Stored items
------------------------------------------------
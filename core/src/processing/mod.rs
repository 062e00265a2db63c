pub mod classifier;
pub mod constraint;
pub mod decision;
pub mod scoring;

pub use classifier::GateClassifier;
pub use constraint::ConstraintStage;
pub use decision::DecisionStage;
pub use scoring::ScoringStage;
use std::sync::Mutex;

/// Run counters kept by the classifier across invocations.
pub struct MetricsRecorder {
    inner: Mutex<Metrics>,
}

struct Metrics {
    classified: usize,
    failures: usize,
}

impl MetricsRecorder {
    pub fn new() -> Self {
        Self {
            inner: Mutex::new(Metrics {
                classified: 0,
                failures: 0,
            }),
        }
    }

    pub fn record_classified(&self) {
        if let Ok(mut metrics) = self.inner.lock() {
            metrics.classified += 1;
        }
    }

    pub fn record_failure(&self) {
        if let Ok(mut metrics) = self.inner.lock() {
            metrics.failures += 1;
        }
    }

    /// (classifications completed, failed runs) since construction.
    pub fn snapshot(&self) -> (usize, usize) {
        if let Ok(metrics) = self.inner.lock() {
            (metrics.classified, metrics.failures)
        } else {
            (0, 0)
        }
    }
}

impl Default for MetricsRecorder {
    fn default() -> Self {
        Self::new()
    }
}
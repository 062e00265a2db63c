use ndarray::Array2;

/// Common error type for classification runs.
#[derive(thiserror::Error, Debug)]
pub enum ClassifyError {
    #[error("field `{field}` required by category `{category}` is not among the supplied fields")]
    MissingField { field: String, category: String },
    #[error("field `{field}` has shape {found:?}, expected {expected:?}")]
    ShapeMismatch {
        field: String,
        expected: (usize, usize),
        found: (usize, usize),
    },
    #[error("constraint rule targets unknown category `{category}`")]
    UnknownCategory { category: String },
    #[error("invalid input: {0}")]
    InvalidInput(String),
}

pub type ClassifyResult<T> = Result<T, ClassifyError>;

/// Ordered per-category score grids passed between the pipeline stages.
///
/// Insertion order fixes each category's classification index and is never
/// reordered once built.
#[derive(Debug, Clone, Default)]
pub struct ScoreSet {
    names: Vec<String>,
    grids: Vec<Array2<f64>>,
}

impl ScoreSet {
    pub fn with_capacity(capacity: usize) -> Self {
        Self {
            names: Vec::with_capacity(capacity),
            grids: Vec::with_capacity(capacity),
        }
    }

    pub fn push(&mut self, name: String, grid: Array2<f64>) {
        self.names.push(name);
        self.grids.push(grid);
    }

    pub fn len(&self) -> usize {
        self.names.len()
    }

    pub fn is_empty(&self) -> bool {
        self.names.is_empty()
    }

    pub fn names(&self) -> &[String] {
        &self.names
    }

    pub fn grids(&self) -> &[Array2<f64>] {
        &self.grids
    }

    pub fn grid(&self, name: &str) -> Option<&Array2<f64>> {
        self.names
            .iter()
            .position(|n| n == name)
            .map(|index| &self.grids[index])
    }

    pub fn grid_mut(&mut self, name: &str) -> Option<&mut Array2<f64>> {
        self.names
            .iter()
            .position(|n| n == name)
            .map(|index| &mut self.grids[index])
    }
}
------------------------------------------------
## ABOUT THIS EXERCISE
Search the entries for the string "capacity" and collect each line that has it.

## TASK ANSWER
    pub fn with_capacity(capacity: usize) -> Self {
            names: Vec::with_capacity(capacity),
            grids: Vec::with_capacity(capacity),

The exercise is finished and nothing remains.